Marguerite ne put répondre un mot. Elle n’en croyait pas ses oreilles ; tant d’audace la faisait tomber en confusion. Le remords et l’innocence ont quelquefois la même manière de joindre les mains et de baisser les yeux. M. Mirion observait sa fille avec attention ; son silence et son embarras l’épouvantèrent. Il se prit la tête d’un air d’accablement. Ce secret qui étouffait Marguerite, c’était donc cela ! Et tantôt ne lui avait-elle pas demandé la grâce de Joseph Noirel en lui disant : Il faut vous rapatrier avec Joseph ; je m’y emploierais volontiers ! Il poussa un profond gémissement et se laissa tomber dans un fauteuil. — Parlez, madame, reprit M. d’Ornis, qui désormais se sentait maître de la situation.

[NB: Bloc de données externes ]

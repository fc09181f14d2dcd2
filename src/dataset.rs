//! Card file loading with dialect detection.
//!
//! The decks this tool is fed come from spreadsheet exports of very mixed
//! pedigree: Italian Excel likes semicolon-separated Latin-1, everything
//! else is comma-separated UTF-8. Rather than asking the user, each known
//! dialect is tried in turn and the first one that yields a recognizable
//! header and at least one usable row wins.

use std::fs;
use std::path::Path;

use anyhow::{bail, Context, Result};
use tracing::{debug, warn};

use crate::models::{Card, Deck};

const REQUIRED_COLUMNS: &str = "question and answer (optional: id, category)";

#[derive(Debug, Clone, Copy)]
enum Encoding {
    Utf8,
    Latin1,
}

/// Dialects in the order they are attempted.
const DIALECTS: &[(u8, Encoding)] = &[
    (b';', Encoding::Latin1),
    (b',', Encoding::Utf8),
    (b',', Encoding::Latin1),
];

/// Load a deck from `path`, sniffing delimiter and encoding.
///
/// Rows with an empty question or answer are skipped with a warning; the
/// load fails only when no dialect produces any usable card.
pub fn load_deck(path: &Path) -> Result<Deck> {
    let raw = fs::read(path).with_context(|| format!("failed to read card file {}", path.display()))?;

    for &(delimiter, encoding) in DIALECTS {
        let Some(text) = decode(&raw, encoding) else {
            continue;
        };
        let Some(cards) = parse_cards(&text, delimiter) else {
            continue;
        };
        if cards.is_empty() {
            continue;
        }
        debug!(
            delimiter = %(delimiter as char),
            encoding = ?encoding,
            cards = cards.len(),
            "card file parsed"
        );
        return Ok(Deck::new(cards));
    }

    bail!(
        "{} is not a usable card file: expected columns {}",
        path.display(),
        REQUIRED_COLUMNS
    )
}

fn decode(raw: &[u8], encoding: Encoding) -> Option<String> {
    match encoding {
        Encoding::Utf8 => String::from_utf8(raw.to_vec()).ok(),
        // Latin-1 maps every byte to the code point of the same value.
        Encoding::Latin1 => Some(raw.iter().map(|&b| b as char).collect()),
    }
}

/// Parse `text` with the given delimiter. Returns `None` when the header
/// does not carry the required columns, which signals a wrong dialect.
fn parse_cards(text: &str, delimiter: u8) -> Option<Vec<Card>> {
    let mut reader = csv::ReaderBuilder::new()
        .delimiter(delimiter)
        .has_headers(true)
        .flexible(true)
        .trim(csv::Trim::All)
        .from_reader(text.as_bytes());

    let headers = reader.headers().ok()?.clone();
    let column = |name: &str| headers.iter().position(|h| normalize_header(h) == name);
    let question_col = column("question")?;
    let answer_col = column("answer")?;
    let id_col = column("id");
    let category_col = column("category");

    let mut cards = Vec::new();
    for (row, record) in reader.records().enumerate() {
        // Header occupies line 1, so data rows start at line 2.
        let line = row + 2;
        let record = match record {
            Ok(record) => record,
            Err(err) => {
                warn!(line, %err, "skipping unreadable row");
                continue;
            }
        };
        let field = |col: usize| record.get(col).filter(|value| !value.is_empty());
        let (Some(question), Some(answer)) = (field(question_col), field(answer_col)) else {
            warn!(line, "skipping row with empty question or answer");
            continue;
        };

        let mut card = Card::new(question, answer);
        card.id = id_col.and_then(field).map(str::to_string);
        if let Some(category) = category_col.and_then(field) {
            card = card.with_category(category);
        }
        cards.push(card);
    }

    Some(cards)
}

/// Lower-case the header cell and strip a UTF-8 BOM so `\u{feff}question`
/// still matches.
fn normalize_header(header: &str) -> String {
    header.trim_start_matches('\u{feff}').trim().to_ascii_lowercase()
}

Que signifie ce visage interdit ? En coûte-t-il aux femmes de mentir ? Niez hardiment que ce jeune homme que je ne nommerai plus, — c’est assez d’une fois, — ait résolu de quitter cette maison au lendemain de votre mariage, parce qu’il ne pouvait plus s’y souffrir, vous absente. Niez que quelques semaines plus tard vous ayez eu avec lui une conférence secrète et que depuis lors il ait entretenu avec vous une correspondance amoureuse. Niez qu’il soit venu rôder autour d’Ornis dans l’espérance de vous revoir, que je vous aie surpris un jour, vous et lui, causant tête à tête, les pieds dans la neige, et n’ayant vraiment pas l’air de sentir le froid, si vif était le charme de cette conversation, que j’ai eu le malheur de déranger. Niez qu’il soit revenu avant-hier à Ornis, qu’il ait joué une comédie dans le préau pour arriver jusqu’à vous… Ma mère se serait-elle méprise ? Elle déclare l’avoir vu de ses yeux, l’avoir entendu vous parler à l’oreille, et, par une bizarre coïncidence, le même soir la comtesse d’Ornis s’évadait d’un château qu’elle avait pris en dégoût parce que ses mouvemens y étaient trop gênés, ses rendez-vous trop surveillés, et qu’elle s’était promis de venir goûter ici la plus chère des libertés, la liberté du cœur… Niez tout, vous dis-je, madame, que vous soyez ici, que vous m’ayez forcé de courir après vous pour sauver votre honneur et le mien, que ce soit vous, que ce soit moi, et qu’en ce moment je vous fasse peur !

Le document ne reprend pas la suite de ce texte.